* About this task:
Your output must consist solely of the lines from the one containing "fn cmp(&self, other: &Self)" through the end of the records, reproduced exactly.

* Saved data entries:

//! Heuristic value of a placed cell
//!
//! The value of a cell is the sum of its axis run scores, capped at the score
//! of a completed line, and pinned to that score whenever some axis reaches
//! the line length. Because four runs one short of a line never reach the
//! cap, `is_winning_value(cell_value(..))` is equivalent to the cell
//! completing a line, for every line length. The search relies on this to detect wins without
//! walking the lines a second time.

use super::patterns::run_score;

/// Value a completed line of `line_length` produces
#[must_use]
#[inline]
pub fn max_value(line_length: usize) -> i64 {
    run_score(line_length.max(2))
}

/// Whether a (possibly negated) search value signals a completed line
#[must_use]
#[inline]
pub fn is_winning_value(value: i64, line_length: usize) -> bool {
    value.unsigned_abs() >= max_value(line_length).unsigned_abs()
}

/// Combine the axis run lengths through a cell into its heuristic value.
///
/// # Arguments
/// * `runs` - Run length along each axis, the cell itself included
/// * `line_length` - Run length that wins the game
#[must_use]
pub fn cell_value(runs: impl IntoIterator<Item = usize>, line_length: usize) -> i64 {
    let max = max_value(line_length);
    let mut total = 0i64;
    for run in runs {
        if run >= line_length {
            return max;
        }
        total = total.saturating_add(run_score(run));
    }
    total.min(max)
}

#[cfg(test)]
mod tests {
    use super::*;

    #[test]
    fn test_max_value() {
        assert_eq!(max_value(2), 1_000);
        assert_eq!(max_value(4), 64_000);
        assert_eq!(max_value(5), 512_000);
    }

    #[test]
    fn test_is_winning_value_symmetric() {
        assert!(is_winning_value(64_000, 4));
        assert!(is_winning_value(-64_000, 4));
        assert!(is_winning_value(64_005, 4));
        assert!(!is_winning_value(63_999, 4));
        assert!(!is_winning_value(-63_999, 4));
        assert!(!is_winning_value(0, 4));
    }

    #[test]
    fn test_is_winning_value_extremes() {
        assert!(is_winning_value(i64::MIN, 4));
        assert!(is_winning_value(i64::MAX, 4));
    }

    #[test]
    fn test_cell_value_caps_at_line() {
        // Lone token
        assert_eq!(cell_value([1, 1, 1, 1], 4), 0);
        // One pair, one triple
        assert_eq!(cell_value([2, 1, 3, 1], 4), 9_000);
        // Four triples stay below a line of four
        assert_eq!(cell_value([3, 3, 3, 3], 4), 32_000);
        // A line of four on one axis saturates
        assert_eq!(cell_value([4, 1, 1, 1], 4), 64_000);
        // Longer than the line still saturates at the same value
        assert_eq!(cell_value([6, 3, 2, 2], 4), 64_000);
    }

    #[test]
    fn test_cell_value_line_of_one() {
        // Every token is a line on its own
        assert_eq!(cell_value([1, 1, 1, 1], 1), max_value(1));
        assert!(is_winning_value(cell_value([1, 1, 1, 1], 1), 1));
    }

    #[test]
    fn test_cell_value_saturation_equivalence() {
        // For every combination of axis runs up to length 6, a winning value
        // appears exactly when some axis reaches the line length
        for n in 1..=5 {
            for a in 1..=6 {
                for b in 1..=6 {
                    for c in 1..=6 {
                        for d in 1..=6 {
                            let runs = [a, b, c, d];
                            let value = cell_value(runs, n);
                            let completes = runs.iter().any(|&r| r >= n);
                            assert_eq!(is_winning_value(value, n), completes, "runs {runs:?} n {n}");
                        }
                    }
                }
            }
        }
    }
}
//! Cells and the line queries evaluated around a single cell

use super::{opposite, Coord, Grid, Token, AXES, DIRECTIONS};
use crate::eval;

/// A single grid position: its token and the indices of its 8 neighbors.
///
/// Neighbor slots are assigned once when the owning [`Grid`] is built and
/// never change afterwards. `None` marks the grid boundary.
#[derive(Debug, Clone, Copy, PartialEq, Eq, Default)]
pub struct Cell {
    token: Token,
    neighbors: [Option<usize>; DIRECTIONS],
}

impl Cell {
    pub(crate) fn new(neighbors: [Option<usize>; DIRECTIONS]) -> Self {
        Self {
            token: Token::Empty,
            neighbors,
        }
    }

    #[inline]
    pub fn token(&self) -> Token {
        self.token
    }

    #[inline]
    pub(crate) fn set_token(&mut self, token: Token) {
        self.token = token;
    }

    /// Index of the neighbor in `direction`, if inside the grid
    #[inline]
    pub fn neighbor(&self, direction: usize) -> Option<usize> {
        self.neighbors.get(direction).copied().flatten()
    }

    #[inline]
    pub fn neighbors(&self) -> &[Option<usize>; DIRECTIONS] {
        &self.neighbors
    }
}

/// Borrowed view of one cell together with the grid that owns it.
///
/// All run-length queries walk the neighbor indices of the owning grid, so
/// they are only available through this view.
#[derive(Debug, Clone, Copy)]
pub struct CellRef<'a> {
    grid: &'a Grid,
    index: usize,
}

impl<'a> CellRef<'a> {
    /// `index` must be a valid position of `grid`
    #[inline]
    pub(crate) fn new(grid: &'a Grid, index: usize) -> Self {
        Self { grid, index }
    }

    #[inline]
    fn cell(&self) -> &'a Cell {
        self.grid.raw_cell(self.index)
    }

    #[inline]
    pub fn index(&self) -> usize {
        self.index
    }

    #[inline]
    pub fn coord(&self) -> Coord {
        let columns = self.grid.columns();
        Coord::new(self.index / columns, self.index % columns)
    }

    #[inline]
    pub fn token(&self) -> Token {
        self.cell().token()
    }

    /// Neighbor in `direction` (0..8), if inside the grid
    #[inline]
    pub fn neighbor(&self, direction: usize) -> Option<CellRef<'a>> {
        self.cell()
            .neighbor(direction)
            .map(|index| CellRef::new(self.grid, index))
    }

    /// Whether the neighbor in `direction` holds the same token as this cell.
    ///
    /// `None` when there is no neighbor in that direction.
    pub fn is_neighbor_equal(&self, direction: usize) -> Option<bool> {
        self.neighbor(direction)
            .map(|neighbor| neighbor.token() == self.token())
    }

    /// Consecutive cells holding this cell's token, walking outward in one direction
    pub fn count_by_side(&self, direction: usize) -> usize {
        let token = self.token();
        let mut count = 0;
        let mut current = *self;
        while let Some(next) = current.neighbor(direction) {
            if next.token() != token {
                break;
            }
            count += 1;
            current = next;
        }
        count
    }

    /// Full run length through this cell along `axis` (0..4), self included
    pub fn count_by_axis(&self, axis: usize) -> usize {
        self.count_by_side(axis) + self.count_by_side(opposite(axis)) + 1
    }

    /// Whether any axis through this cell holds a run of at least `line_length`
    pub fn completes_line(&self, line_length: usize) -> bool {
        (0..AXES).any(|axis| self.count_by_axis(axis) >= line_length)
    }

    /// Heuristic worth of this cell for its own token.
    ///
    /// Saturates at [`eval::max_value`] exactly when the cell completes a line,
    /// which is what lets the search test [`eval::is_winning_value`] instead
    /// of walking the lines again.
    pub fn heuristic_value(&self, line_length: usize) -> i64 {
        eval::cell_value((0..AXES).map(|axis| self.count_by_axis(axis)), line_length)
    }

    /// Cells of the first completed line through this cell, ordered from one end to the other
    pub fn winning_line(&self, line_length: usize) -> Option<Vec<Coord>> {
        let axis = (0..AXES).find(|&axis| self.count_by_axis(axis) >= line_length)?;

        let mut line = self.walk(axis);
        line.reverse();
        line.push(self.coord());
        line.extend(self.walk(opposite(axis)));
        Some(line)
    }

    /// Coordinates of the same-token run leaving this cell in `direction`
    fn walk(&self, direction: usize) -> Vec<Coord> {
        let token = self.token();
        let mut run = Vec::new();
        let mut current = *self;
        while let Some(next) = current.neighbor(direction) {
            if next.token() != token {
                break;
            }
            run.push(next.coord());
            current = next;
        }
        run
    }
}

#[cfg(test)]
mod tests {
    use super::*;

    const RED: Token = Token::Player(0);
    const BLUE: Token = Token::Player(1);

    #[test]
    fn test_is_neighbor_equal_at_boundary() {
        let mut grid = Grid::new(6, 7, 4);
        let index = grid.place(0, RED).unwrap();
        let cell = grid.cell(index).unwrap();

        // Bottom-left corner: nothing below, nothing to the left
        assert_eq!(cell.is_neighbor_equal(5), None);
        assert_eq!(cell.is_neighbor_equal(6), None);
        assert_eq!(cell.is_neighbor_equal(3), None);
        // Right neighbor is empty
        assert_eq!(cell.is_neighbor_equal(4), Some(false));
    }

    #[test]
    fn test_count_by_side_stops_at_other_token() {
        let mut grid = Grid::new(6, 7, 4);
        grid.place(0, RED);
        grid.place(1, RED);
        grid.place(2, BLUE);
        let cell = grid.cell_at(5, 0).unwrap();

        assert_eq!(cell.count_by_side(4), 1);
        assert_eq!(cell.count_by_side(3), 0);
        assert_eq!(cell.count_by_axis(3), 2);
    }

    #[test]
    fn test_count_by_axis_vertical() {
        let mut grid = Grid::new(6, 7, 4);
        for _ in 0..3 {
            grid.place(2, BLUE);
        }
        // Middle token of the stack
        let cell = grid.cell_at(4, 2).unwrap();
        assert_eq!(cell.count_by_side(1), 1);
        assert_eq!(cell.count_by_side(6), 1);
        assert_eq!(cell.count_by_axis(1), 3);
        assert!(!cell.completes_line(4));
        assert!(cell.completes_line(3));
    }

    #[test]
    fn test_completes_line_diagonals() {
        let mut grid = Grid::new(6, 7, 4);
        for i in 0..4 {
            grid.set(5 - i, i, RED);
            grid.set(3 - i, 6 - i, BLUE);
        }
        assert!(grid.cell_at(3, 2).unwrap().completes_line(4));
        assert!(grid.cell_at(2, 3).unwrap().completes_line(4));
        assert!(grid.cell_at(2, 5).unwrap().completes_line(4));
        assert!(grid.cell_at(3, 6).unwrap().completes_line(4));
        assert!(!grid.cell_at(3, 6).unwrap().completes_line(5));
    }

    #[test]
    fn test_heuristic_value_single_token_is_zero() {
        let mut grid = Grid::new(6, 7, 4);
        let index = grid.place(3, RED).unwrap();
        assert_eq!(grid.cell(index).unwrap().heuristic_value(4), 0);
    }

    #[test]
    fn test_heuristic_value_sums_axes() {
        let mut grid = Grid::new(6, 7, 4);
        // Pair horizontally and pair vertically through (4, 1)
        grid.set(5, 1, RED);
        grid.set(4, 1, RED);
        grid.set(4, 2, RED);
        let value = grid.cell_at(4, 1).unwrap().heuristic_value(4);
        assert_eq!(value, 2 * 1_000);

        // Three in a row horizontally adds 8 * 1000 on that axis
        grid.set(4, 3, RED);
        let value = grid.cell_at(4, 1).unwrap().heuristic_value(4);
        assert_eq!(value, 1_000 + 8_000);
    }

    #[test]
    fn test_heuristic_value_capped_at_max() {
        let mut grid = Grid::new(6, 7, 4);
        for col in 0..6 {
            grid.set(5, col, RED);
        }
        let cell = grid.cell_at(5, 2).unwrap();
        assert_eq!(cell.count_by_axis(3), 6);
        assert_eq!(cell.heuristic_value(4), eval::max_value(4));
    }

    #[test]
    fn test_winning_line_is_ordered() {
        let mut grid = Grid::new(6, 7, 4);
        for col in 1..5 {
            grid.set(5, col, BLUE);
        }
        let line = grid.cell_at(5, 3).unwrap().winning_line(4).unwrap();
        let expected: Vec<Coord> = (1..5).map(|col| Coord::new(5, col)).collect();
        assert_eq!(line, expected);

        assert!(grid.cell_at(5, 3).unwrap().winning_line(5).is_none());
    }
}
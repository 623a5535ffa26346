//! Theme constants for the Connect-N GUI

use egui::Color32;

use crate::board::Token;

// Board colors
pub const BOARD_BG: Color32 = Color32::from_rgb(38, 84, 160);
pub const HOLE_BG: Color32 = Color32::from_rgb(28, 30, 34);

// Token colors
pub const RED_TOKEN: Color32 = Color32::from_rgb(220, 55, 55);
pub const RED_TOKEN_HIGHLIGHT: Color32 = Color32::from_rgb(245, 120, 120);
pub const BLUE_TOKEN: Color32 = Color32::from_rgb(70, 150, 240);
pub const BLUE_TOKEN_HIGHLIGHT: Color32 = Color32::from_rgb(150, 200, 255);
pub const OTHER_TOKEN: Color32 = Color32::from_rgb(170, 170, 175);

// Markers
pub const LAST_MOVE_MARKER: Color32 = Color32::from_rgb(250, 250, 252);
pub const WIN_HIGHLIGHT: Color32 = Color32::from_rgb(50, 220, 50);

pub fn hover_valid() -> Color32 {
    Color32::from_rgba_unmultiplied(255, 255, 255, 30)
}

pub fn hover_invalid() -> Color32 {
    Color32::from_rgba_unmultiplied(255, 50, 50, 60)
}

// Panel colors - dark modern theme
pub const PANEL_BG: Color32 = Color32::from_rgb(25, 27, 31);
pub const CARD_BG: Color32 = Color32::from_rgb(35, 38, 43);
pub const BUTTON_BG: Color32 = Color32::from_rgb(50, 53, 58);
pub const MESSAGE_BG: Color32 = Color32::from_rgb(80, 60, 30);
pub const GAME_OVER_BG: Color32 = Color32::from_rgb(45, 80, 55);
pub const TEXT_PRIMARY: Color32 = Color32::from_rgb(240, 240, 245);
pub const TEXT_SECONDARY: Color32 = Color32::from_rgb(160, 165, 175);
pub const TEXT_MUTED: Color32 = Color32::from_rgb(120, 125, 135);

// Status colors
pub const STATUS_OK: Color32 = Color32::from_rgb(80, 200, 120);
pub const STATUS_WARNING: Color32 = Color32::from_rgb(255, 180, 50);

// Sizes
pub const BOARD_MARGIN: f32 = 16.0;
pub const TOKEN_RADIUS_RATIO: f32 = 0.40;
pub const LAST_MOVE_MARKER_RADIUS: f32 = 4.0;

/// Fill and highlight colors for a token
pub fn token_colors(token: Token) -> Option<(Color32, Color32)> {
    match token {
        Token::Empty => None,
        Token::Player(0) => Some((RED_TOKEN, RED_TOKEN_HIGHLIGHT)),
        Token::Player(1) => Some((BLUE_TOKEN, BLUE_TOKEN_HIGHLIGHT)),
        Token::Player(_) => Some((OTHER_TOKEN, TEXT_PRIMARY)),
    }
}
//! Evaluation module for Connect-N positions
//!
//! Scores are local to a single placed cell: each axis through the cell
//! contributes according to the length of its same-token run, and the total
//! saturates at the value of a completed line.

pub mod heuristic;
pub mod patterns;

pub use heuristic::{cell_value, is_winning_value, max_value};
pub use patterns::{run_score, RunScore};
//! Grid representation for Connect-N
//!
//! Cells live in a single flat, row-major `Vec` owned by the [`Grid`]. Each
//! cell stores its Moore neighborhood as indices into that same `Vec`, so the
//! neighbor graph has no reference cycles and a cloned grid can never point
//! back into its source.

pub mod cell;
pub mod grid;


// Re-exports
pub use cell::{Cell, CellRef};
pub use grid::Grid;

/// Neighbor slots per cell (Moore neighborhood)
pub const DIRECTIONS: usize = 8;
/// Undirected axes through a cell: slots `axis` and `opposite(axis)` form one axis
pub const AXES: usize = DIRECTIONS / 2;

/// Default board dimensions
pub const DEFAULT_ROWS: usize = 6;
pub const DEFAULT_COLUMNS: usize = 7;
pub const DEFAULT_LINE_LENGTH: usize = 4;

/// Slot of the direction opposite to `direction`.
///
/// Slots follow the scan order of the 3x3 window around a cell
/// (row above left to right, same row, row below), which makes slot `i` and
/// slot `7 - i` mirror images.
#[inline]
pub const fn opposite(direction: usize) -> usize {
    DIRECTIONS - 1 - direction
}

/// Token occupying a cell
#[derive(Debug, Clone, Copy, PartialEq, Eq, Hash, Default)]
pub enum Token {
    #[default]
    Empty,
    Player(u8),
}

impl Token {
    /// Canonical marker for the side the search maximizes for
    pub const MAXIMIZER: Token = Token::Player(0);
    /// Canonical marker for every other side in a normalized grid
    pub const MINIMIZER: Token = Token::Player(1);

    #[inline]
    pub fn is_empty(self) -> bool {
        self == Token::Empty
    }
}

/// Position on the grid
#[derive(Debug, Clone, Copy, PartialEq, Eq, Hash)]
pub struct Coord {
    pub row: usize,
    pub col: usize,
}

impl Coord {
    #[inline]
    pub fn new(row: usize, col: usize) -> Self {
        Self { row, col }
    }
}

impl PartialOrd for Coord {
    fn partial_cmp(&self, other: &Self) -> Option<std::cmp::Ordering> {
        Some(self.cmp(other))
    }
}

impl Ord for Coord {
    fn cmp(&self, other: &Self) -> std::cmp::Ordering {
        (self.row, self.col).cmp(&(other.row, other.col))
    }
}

* Result of the task:
    fn cmp(&self, other: &Self) -> std::cmp::Ordering {
        (self.row, self.col).cmp(&(other.row, other.col))
    }
}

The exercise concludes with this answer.